──────── Provided data ────────

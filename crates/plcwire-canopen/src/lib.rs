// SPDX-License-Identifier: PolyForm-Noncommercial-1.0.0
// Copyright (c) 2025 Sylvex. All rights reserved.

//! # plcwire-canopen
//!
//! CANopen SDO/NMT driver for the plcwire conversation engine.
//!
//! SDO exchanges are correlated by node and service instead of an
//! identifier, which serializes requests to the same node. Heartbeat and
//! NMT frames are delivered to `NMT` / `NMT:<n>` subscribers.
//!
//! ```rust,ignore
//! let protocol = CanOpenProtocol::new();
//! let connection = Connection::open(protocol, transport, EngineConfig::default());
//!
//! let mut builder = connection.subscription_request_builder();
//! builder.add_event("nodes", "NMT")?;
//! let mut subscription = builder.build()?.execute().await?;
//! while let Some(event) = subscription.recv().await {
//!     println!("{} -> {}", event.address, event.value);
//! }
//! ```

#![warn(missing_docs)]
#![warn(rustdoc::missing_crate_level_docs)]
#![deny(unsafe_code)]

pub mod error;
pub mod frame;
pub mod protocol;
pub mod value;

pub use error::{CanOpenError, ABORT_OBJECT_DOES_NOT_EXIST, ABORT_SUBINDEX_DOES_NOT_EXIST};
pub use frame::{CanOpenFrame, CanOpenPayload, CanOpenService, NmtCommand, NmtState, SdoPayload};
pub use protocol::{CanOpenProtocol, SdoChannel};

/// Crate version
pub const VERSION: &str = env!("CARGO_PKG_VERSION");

────────
──────── Provided data ────────

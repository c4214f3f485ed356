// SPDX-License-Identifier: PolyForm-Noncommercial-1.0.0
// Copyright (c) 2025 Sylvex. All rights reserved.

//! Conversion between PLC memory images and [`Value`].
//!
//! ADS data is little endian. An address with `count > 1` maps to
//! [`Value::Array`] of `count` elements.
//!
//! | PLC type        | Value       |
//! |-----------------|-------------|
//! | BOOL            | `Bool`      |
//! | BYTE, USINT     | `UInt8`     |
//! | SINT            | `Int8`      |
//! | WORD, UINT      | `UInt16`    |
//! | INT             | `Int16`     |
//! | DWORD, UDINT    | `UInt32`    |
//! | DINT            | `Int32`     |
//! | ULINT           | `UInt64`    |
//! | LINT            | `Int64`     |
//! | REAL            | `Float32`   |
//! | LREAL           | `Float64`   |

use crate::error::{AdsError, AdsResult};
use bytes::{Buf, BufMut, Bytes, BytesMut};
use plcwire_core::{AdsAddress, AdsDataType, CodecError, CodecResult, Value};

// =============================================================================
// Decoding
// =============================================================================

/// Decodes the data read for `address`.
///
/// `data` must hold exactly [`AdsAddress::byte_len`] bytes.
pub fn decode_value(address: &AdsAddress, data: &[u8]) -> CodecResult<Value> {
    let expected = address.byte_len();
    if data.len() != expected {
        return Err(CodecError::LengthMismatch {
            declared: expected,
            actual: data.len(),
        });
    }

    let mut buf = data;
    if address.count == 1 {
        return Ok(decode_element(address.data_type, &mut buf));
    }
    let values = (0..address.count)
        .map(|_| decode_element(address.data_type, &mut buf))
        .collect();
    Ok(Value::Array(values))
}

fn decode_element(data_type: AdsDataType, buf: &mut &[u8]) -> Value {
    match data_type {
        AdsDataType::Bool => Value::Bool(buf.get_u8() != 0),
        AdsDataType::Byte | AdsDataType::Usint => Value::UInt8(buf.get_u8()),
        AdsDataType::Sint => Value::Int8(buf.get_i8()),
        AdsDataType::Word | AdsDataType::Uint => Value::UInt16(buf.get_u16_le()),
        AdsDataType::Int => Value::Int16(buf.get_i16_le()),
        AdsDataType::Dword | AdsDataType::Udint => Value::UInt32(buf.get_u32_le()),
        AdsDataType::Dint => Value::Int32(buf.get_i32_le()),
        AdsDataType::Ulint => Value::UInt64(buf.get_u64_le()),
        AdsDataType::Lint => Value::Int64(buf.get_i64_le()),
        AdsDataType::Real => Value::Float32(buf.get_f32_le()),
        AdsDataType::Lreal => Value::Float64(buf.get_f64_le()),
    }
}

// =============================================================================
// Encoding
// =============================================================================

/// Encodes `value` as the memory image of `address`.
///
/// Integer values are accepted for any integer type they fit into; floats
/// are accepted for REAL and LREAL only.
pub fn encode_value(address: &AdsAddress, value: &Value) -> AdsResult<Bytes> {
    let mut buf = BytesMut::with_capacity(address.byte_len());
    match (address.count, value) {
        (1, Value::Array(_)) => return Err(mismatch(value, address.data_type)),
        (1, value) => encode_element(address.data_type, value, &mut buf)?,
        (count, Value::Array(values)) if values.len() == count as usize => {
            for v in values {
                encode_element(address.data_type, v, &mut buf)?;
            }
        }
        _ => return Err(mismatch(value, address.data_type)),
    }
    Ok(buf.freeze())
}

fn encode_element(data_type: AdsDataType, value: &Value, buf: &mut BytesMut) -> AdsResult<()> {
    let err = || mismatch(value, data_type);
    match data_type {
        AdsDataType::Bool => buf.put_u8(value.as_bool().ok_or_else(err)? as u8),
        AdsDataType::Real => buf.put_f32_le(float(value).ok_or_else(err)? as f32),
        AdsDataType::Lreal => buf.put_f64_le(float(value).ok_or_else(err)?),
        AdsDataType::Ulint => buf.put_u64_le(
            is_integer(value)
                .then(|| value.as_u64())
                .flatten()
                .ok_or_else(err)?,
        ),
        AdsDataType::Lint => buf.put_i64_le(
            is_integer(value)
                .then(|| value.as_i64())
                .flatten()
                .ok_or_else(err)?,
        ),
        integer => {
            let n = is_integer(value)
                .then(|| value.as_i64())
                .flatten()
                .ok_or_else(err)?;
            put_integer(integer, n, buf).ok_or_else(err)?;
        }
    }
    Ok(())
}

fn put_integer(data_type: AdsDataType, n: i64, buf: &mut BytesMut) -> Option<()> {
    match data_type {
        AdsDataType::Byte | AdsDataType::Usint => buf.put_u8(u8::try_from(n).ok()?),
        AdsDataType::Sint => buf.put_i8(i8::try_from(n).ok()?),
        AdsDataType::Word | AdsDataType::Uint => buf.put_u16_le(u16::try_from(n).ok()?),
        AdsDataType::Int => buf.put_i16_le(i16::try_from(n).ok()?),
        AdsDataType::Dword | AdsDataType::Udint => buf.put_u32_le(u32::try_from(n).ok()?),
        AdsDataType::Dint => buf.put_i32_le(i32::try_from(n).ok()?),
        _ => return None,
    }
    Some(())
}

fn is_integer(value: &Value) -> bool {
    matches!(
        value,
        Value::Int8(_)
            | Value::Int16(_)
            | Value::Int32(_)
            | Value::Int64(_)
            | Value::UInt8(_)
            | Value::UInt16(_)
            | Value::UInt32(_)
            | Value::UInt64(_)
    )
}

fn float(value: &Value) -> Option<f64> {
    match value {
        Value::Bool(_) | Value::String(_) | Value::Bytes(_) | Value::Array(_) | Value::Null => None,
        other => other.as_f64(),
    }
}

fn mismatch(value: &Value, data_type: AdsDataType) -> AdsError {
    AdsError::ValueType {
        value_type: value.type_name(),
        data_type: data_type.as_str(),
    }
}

────────

* [Exercise]: Please show every line of the records that holds the word "expected".

* [Your solution]:
    let expected = address.byte_len();
    if data.len() != expected {
            declared: expected,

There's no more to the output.